O ministro Alexandre de Moraes, do STF (Supremo Tribunal Federal), rebateu as alegações do ministro André Mendonça sobre a existência de uma PF (Polícia Federal) “paralela” voltada ao monitoramento de ministros da Corte.
Durante a sessão histórica do STF que ocorre nesta terça-feira (15), Mendonça votou para a separação da análise dos casos que envolvem ele [com relação ao relatório do caso Master] e Moraes [na relação com o ex-banqueiro Daniel Vorcaro].
“Sua Excelência, o ministro André Mendonça foi ministro da Justiça, assim como o ministro Flávio Dino. Ele sabe […] que todas as polícias têm relatórios de inteligência que são oficiais. Não houve monitoramento algum. Com todo respeito, chega a ser patética essa alegação”, rebateu Moraes após o voto de Mendonça.
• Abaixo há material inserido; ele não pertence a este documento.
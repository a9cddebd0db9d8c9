//! Demuxer facade: container detection and the track interface the processor reads.

use std::path::{Path, PathBuf};
use thiserror::Error;

use crate::media::Track;
use crate::mp4_demux::Mp4Demuxer;

#[derive(Debug, Clone, PartialEq, Eq, Error)]
pub enum DemuxError {
    #[error("Input not found: {0}")]
    NotFound(PathBuf),
    #[error("Read error: {0}")]
    Io(String),
    #[error("Malformed container: {0}")]
    Format(String),
    #[error("Unsupported container: {0}")]
    Unsupported(String),
    #[error("No video track")]
    NoVideoTrack,
    #[error("Demuxer released")]
    Released,
}

#[derive(Debug, Clone, Copy, PartialEq, Eq)]
pub enum ContainerKind {
    Mp4,
}

impl ContainerKind {
    pub fn from_path(path: &Path) -> Option<Self> {
        let ext = path.extension()?.to_str()?.to_ascii_lowercase();
        match ext.as_str() {
            "mp4" | "m4v" | "mov" | "3gp" => Some(ContainerKind::Mp4),
            _ => None,
        }
    }

    pub fn label(&self) -> &'static str {
        match self {
            ContainerKind::Mp4 => "MP4",
        }
    }
}

pub trait Demuxer: Send {
    fn container(&self) -> ContainerKind;

    /// The first video track
    fn video_track(&self) -> Result<Track, DemuxError>;

    /// The first audio track, if the container has one
    fn audio_track(&self) -> Option<Track>;

    /// Close the input. Idempotent.
    fn release(&mut self);
}

pub trait DemuxerFactory: Send + Sync {
    fn open(&self, path: &Path) -> Result<Box<dyn Demuxer>, DemuxError>;
}

/// Picks the container reader from the file extension
#[derive(Debug, Default, Clone, Copy)]
pub struct DefaultDemuxerFactory;

impl DemuxerFactory for DefaultDemuxerFactory {
    fn open(&self, path: &Path) -> Result<Box<dyn Demuxer>, DemuxError> {
        if !path.exists() {
            return Err(DemuxError::NotFound(path.to_path_buf()));
        }
        match ContainerKind::from_path(path) {
            Some(ContainerKind::Mp4) => Ok(Box::new(Mp4Demuxer::open(path)?)),
            None => Err(DemuxError::Unsupported(
                path.extension()
                    .and_then(|e| e.to_str())
                    .unwrap_or("<none>")
                    .to_string(),
            )),
        }
    }
}
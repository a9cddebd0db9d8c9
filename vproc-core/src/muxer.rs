//! # Muxer Adapter
//!
//! Interface of the container writer. The muxer receives audio samples from
//! the processor's bridge and encoded video from the encoder (it is the
//! encoder's [`EncodedSampleSink`]). Failures are reported through a
//! `(code, message)` listener instead of tearing the session down.

use std::path::PathBuf;
use std::sync::Arc;
use thiserror::Error;

use crate::config::ProcessingContext;
use crate::encoder::EncodedSampleSink;
use crate::media::{AudioFormat, Sample, TrackKind};

pub const ERROR_NOT_READY: i32 = -1;
pub const ERROR_TRACK: i32 = -2;
pub const ERROR_WRITE: i32 = -3;
pub const ERROR_OUTPUT: i32 = -4;
pub const ERROR_RELEASED: i32 = -5;

#[derive(Debug, Clone, PartialEq, Eq, Error)]
pub enum MuxerError {
    #[error("No output path configured")]
    NoOutput,
    #[error("Cannot open output {path}: {reason}")]
    Output { path: PathBuf, reason: String },
    #[error("{0} track already registered")]
    DuplicateTrack(TrackKind),
    #[error("Muxer not ready: waiting for {0} track")]
    NotReady(TrackKind),
    #[error("Write failed: {0}")]
    Write(String),
    #[error("Muxer released")]
    Released,
}

impl MuxerError {
    /// Code delivered to [`MuxerListener::on_error`]
    pub fn code(&self) -> i32 {
        match self {
            MuxerError::NoOutput | MuxerError::Output { .. } => ERROR_OUTPUT,
            MuxerError::DuplicateTrack(_) => ERROR_TRACK,
            MuxerError::NotReady(_) => ERROR_NOT_READY,
            MuxerError::Write(_) => ERROR_WRITE,
            MuxerError::Released => ERROR_RELEASED,
        }
    }
}

pub trait MuxerListener: Send + Sync {
    fn on_error(&self, code: i32, message: &str);
}

/// Container writer. Implementations gate writes on [`MuxerTracks`] and
/// answer a write before registration with [`MuxerError::NotReady`].
pub trait Muxer: EncodedSampleSink {
    fn add_audio_track(&self, format: &AudioFormat) -> Result<(), MuxerError>;

    fn write_audio_sample(&self, sample: Sample) -> Result<(), MuxerError>;

    /// Forget registered tracks and restart the output at the context's path
    fn reset(&self) -> Result<(), MuxerError>;

    /// Finalize the output. Idempotent.
    fn release(&self);

    fn set_listener(&self, listener: Arc<dyn MuxerListener>);

    /// This muxer as the encoder's output sink
    fn sample_sink(self: Arc<Self>) -> Arc<dyn EncodedSampleSink>;
}

pub trait MuxerFactory: Send + Sync {
    fn create(&self, ctx: &ProcessingContext) -> Result<Arc<dyn Muxer>, MuxerError>;
}

// ============================================================================
// Track registration gate
// ============================================================================

/// Tracks which streams are registered. Writes are valid only once the
/// video track and, when expected, the audio track are both present.
#[derive(Debug, Clone, Copy, PartialEq, Eq, Default)]
pub struct MuxerTracks {
    expect_audio: bool,
    video: bool,
    audio: bool,
}

impl MuxerTracks {
    pub fn new(expect_audio: bool) -> Self {
        Self { expect_audio, video: false, audio: false }
    }

    pub fn register(&mut self, kind: TrackKind) -> Result<(), MuxerError> {
        let slot = match kind {
            TrackKind::Video => &mut self.video,
            TrackKind::Audio => &mut self.audio,
        };
        if *slot {
            return Err(MuxerError::DuplicateTrack(kind));
        }
        *slot = true;
        if kind == TrackKind::Audio {
            self.expect_audio = true;
        }
        Ok(())
    }

    pub fn is_registered(&self, kind: TrackKind) -> bool {
        match kind {
            TrackKind::Video => self.video,
            TrackKind::Audio => self.audio,
        }
    }

    pub fn check_ready(&self) -> Result<(), MuxerError> {
        if !self.video {
            return Err(MuxerError::NotReady(TrackKind::Video));
        }
        if self.expect_audio && !self.audio {
            return Err(MuxerError::NotReady(TrackKind::Audio));
        }
        Ok(())
    }

    pub fn reset(&mut self, expect_audio: bool) {
        *self = Self::new(expect_audio);
    }
}
fn parse_mdia<R: Read + Seek>(
    boxes: &mut BoxReader<R>,
    mdia: &BoxHeader,
    info: &mut TrakInfo,
) -> Result<(), DemuxError> {
    let children = boxes.children(mdia.payload, mdia.end)?;
    // hdlr decides how stsd entries are read, so handle it before minf
    for child in children.iter().filter(|c| &c.kind == b"hdlr") {
        parse_hdlr(&boxes.read_payload(child)?, info)?;
    }
    for child in &children {
        match &child.kind {
            b"mdhd" => parse_mdhd(&boxes.read_payload(child)?, info)?,
            b"minf" => {
                for stbl in boxes.children(child.payload, child.end)? {
                    if &stbl.kind == b"stbl" {
                        parse_stbl(boxes, &stbl, info)?;
                    }
                }
            }
            _ => {}
        }
    }
    Ok(())
}

fn parse_stbl<R: Read + Seek>(
    boxes: &mut BoxReader<R>,
    stbl: &BoxHeader,
    info: &mut TrakInfo,
) -> Result<(), DemuxError> {
    for child in boxes.children(stbl.payload, stbl.end)? {
        match &child.kind {
            b"stsd" => parse_stsd(&boxes.read_payload(&child)?, info)?,
            b"stts" => parse_stts(&boxes.read_payload(&child)?, info)?,
            b"stsz" => parse_stsz(&boxes.read_payload(&child)?, info)?,
            b"stss" => parse_stss(&boxes.read_payload(&child)?, info)?,
            _ => {}
        }
    }
    Ok(())
}

fn parse_tkhd(data: &[u8], info: &mut TrakInfo) -> Result<(), DemuxError> {
    let mut c = Cursor::new(data, "tkhd");
    let version = c.full_box()?;
    if version == 1 {
        c.skip(8 + 8 + 4 + 4 + 8)?; // times, track_ID, reserved, duration
    } else {
        c.skip(4 + 4 + 4 + 4 + 4)?;
    }
    c.skip(8 + 2 + 2 + 2 + 2)?; // reserved, layer, alternate_group, volume, reserved
    let mut matrix = [0i32; 9];
    for m in matrix.iter_mut() {
        *m = c.u32()? as i32;
    }
    info.rotation = rotation_from_matrix(&matrix);
    info.tkhd_width = c.u32()? / FIXED_ONE as u32;
    info.tkhd_height = c.u32()? / FIXED_ONE as u32;
    Ok(())
}

/// Display rotation encoded in a tkhd matrix `{a, b, u, c, d, v, x, y, w}`
fn rotation_from_matrix(matrix: &[i32; 9]) -> Rotation {
    let (a, b) = (matrix[0], matrix[1]);
    match (a.signum(), b.signum()) {
        (0, 1) => Rotation::Deg90,
        (-1, 0) => Rotation::Deg180,
        (0, -1) => Rotation::Deg270,
        (1, 0) => Rotation::Deg0,
        _ => {
            // Scaled or sheared matrix: snap to the nearest quarter turn
            let degrees = (b as f64).atan2(a as f64).to_degrees().round() as i32;
            let snapped = ((degrees + 45).rem_euclid(360) / 90) * 90;
            Rotation::from_degrees(snapped).unwrap_or_default()
        }
    }
}

fn parse_mdhd(data: &[u8], info: &mut TrakInfo) -> Result<(), DemuxError> {
    let mut c = Cursor::new(data, "mdhd");
    let version = c.full_box()?;
    if version == 1 {
        c.skip(16)?;
        info.timescale = c.u32()?;
        info.duration = c.u64()?;
    } else {
        c.skip(8)?;
        info.timescale = c.u32()?;
        info.duration = c.u32()? as u64;
    }
    Ok(())
}

fn parse_hdlr(data: &[u8], info: &mut TrakInfo) -> Result<(), DemuxError> {
    let mut c = Cursor::new(data, "hdlr");
    c.full_box()?;
    c.skip(4)?; // pre_defined
    info.handler = match &c.fourcc()? {
        b"vide" => Some(TrackKind::Video),
        b"soun" => Some(TrackKind::Audio),
        _ => None,
    };
    Ok(())
}

fn parse_stsd(data: &[u8], info: &mut TrakInfo) -> Result<(), DemuxError> {
    let mut c = Cursor::new(data, "stsd");
    c.full_box()?;
    let entries = c.u32()?;
    if entries == 0 {
        return Ok(());
    }
    let entry_size = c.u32()? as usize;
    let fourcc = c.fourcc()?;
    info.fourcc = Some(fourcc);
    let body = c.take(entry_size.saturating_sub(8))?;

    match info.handler {
        Some(TrackKind::Video) => parse_visual_entry(body, info),
        Some(TrackKind::Audio) => parse_audio_entry(body, info),
        None => Ok(()),
    }
}

fn parse_visual_entry(body: &[u8], info: &mut TrakInfo) -> Result<(), DemuxError> {
    let mut c = Cursor::new(body, "visual sample entry");
    c.skip(6 + 2)?; // reserved, data_reference_index
    c.skip(2 + 2 + 12)?; // pre_defined, reserved, pre_defined
    info.width = c.u16()? as u32;
    info.height = c.u16()? as u32;
    c.skip(4 + 4 + 4 + 2 + 32 + 2 + 2)?;

    for (kind, payload) in child_boxes(c.remaining()) {
        match &kind {
            b"avcC" => {
                // configurationVersion, AVCProfileIndication, profile_compatibility, AVCLevelIndication
                if payload.len() >= 4 {
                    info.profile = Some(payload[1] as u32);
                    info.level = Some(payload[3] as u32);
                }
                info.codec_config = payload.to_vec();
            }
            b"hvcC" => {
                // general_profile_idc in byte 1, general_level_idc in byte 12
                if payload.len() >= 13 {
                    info.profile = Some((payload[1] & 0x1f) as u32);
                    info.level = Some(payload[12] as u32);
                }
                info.codec_config = payload.to_vec();
            }
            b"vpcC" | b"av1C" => info.codec_config = payload.to_vec(),
            _ => {}
        }
    }
    Ok(())
}

fn parse_audio_entry(body: &[u8], info: &mut TrakInfo) -> Result<(), DemuxError> {
    let mut c = Cursor::new(body, "audio sample entry");
    c.skip(6 + 2)?; // reserved, data_reference_index
    let version = c.u16()?;
    c.skip(6)?;
    info.channels = c.u16()?;
    c.skip(2 + 2 + 2)?; // samplesize, pre_defined, reserved
    info.sample_rate = c.u32()? >> 16;
    // QuickTime sound description v1/v2 extensions
    match version {
        1 => c.skip(16)?,
        2 => c.skip(36)?,
        _ => {}
    }

    for (kind, payload) in child_boxes(c.remaining()) {
        match &kind {
            b"esds" => {
                info.codec_config = payload.to_vec();
                info.esds_bitrate = esds_average_bitrate(payload);
            }
            b"dOps" | b"dfLa" | b"dac3" | b"dec3" => info.codec_config = payload.to_vec(),
            _ => {}
        }
    }
    Ok(())
}

/// Split a buffer into `(type, payload)` boxes, stopping at the first malformed one
fn child_boxes(mut data: &[u8]) -> Vec<([u8; 4], &[u8])> {
    let mut out = Vec::new();
    while data.len() >= 8 {
        let size = u32::from_be_bytes([data[0], data[1], data[2], data[3]]) as usize;
        let kind = [data[4], data[5], data[6], data[7]];
        if size < 8 || size > data.len() {
            warn!(kind = %fourcc_str(&kind), size, "malformed sample entry child");
            break;
        }
        out.push((kind, &data[8..size]));
        data = &data[size..];
    }
    out
}

/// avgBitrate of the DecoderConfigDescriptor inside an esds payload
fn esds_average_bitrate(esds: &[u8]) -> Option<u32> {
    fn descriptor_len(c: &mut Cursor<'_>) -> Option<usize> {
        let mut len = 0usize;
        for _ in 0..4 {
            let b = c.u8().ok()?;
            len = (len << 7) | (b & 0x7f) as usize;
            if b & 0x80 == 0 {
                break;
            }
        }
        Some(len)
    }

    let mut c = Cursor::new(esds, "esds");
    c.full_box().ok()?;
    if c.u8().ok()? != 0x03 {
        return None;
    }
    descriptor_len(&mut c)?;
    c.skip(2).ok()?; // ES_ID
    let flags = c.u8().ok()?;
    if flags & 0x80 != 0 {
        c.skip(2).ok()?;
    }
    if flags & 0x40 != 0 {
        let url_len = c.u8().ok()? as usize;
        c.skip(url_len).ok()?;
    }
    if flags & 0x20 != 0 {
        c.skip(2).ok()?;
    }
    if c.u8().ok()? != 0x04 {
        return None;
    }
    descriptor_len(&mut c)?;
    c.skip(1 + 1 + 3 + 4).ok()?; // objectTypeIndication, streamType, bufferSizeDB, maxBitrate
    let avg = c.u32().ok()?;
    (avg > 0).then_some(avg)
}

fn overflow(what: &str) -> DemuxError {
    DemuxError::Format(format!("{what} overflows"))
}

fn parse_stts(data: &[u8], info: &mut TrakInfo) -> Result<(), DemuxError> {
    let mut c = Cursor::new(data, "stts");
    c.full_box()?;
    let entries = c.u32()?;
    for _ in 0..entries {
        let count = c.u32()? as u64;
        let delta = c.u32()? as u64;
        info.sample_count = info.sample_count.checked_add(count).ok_or_else(|| overflow("stts sample count"))?;
        info.total_delta = count
            .checked_mul(delta)
            .and_then(|span| info.total_delta.checked_add(span))
            .ok_or_else(|| overflow("stts duration"))?;
    }
    Ok(())
}

fn parse_stsz(data: &[u8], info: &mut TrakInfo) -> Result<(), DemuxError> {
    let mut c = Cursor::new(data, "stsz");
    c.full_box()?;
    let sample_size = c.u32()? as u64;
    let count = c.u32()? as u64;
    info.total_bytes = if sample_size != 0 {
        sample_size.checked_mul(count).ok_or_else(|| overflow("stsz total size"))?
    } else {
        let mut total = 0u64;
        for _ in 0..count {
            total = total.checked_add(c.u32()? as u64).ok_or_else(|| overflow("stsz total size"))?;
        }
        total
    };
    Ok(())
}

fn parse_stss(data: &[u8], info: &mut TrakInfo) -> Result<(), DemuxError> {
    let mut c = Cursor::new(data, "stss");
    c.full_box()?;
    let entries = c.u32()?;
    info.sync_samples = (0..entries).map(|_| c.u32()).collect::<Result<_, _>>()?;
    Ok(())
}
O voto de Mendonça vai no mesmo sentido do que fez o presidente da Suprema Corte, ministro Edson Fachin. O placar é de 4×2.
No sentido oposto, pedindo que os casos sejam analisados em conjunto, votaram Alexandre de Moraes, Gilmar Mendes, Flávio Dino e Cristiano Zanin.
Os ministros votam uma questão de ordem apresentada por Gilmar Mendes. O pedido prevê a junção dos casos, o adiamento da análise para o dia 23 de setembro e um novo sorteio da relatoria, atualmente sob a responsabilidade de Fachin.